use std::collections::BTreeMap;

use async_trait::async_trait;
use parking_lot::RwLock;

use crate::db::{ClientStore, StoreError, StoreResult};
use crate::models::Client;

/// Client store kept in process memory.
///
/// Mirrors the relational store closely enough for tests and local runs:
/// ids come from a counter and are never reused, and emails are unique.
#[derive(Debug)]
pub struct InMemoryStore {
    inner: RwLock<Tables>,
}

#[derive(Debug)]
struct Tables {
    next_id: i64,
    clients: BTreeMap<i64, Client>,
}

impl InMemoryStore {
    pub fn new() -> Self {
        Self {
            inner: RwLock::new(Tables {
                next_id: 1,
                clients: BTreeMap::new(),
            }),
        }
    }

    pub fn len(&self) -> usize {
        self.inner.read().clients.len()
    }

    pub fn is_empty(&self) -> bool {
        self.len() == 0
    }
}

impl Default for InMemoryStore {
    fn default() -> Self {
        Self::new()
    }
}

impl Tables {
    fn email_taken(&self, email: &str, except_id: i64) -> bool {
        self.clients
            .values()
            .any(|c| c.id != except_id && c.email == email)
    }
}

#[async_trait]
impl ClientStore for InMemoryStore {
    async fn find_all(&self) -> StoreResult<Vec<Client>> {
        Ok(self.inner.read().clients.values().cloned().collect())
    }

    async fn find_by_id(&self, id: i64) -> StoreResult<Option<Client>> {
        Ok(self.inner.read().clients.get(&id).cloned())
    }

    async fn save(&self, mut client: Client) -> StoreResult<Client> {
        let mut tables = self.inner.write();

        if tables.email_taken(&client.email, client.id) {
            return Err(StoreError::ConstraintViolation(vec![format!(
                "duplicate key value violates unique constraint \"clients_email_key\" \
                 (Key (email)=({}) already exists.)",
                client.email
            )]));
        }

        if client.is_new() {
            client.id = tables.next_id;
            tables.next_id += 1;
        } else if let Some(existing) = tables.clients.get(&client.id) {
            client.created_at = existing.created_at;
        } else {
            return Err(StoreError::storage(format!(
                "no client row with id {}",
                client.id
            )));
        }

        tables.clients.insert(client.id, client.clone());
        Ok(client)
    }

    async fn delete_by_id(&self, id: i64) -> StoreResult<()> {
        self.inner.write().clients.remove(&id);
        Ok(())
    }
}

▬▬▬▬▬▬▬▬▬▬

DIRECTIONS:
The line containing "tables.clients.insert(client.id, client.clone());" opens the range, and the last line of the entries closes it; copy that range exactly.

WRITTEN SOLUTION:
        tables.clients.insert(client.id, client.clone());
        Ok(client)
    }

    async fn delete_by_id(&self, id: i64) -> StoreResult<()> {
        self.inner.write().clients.remove(&id);
        Ok(())
    }
}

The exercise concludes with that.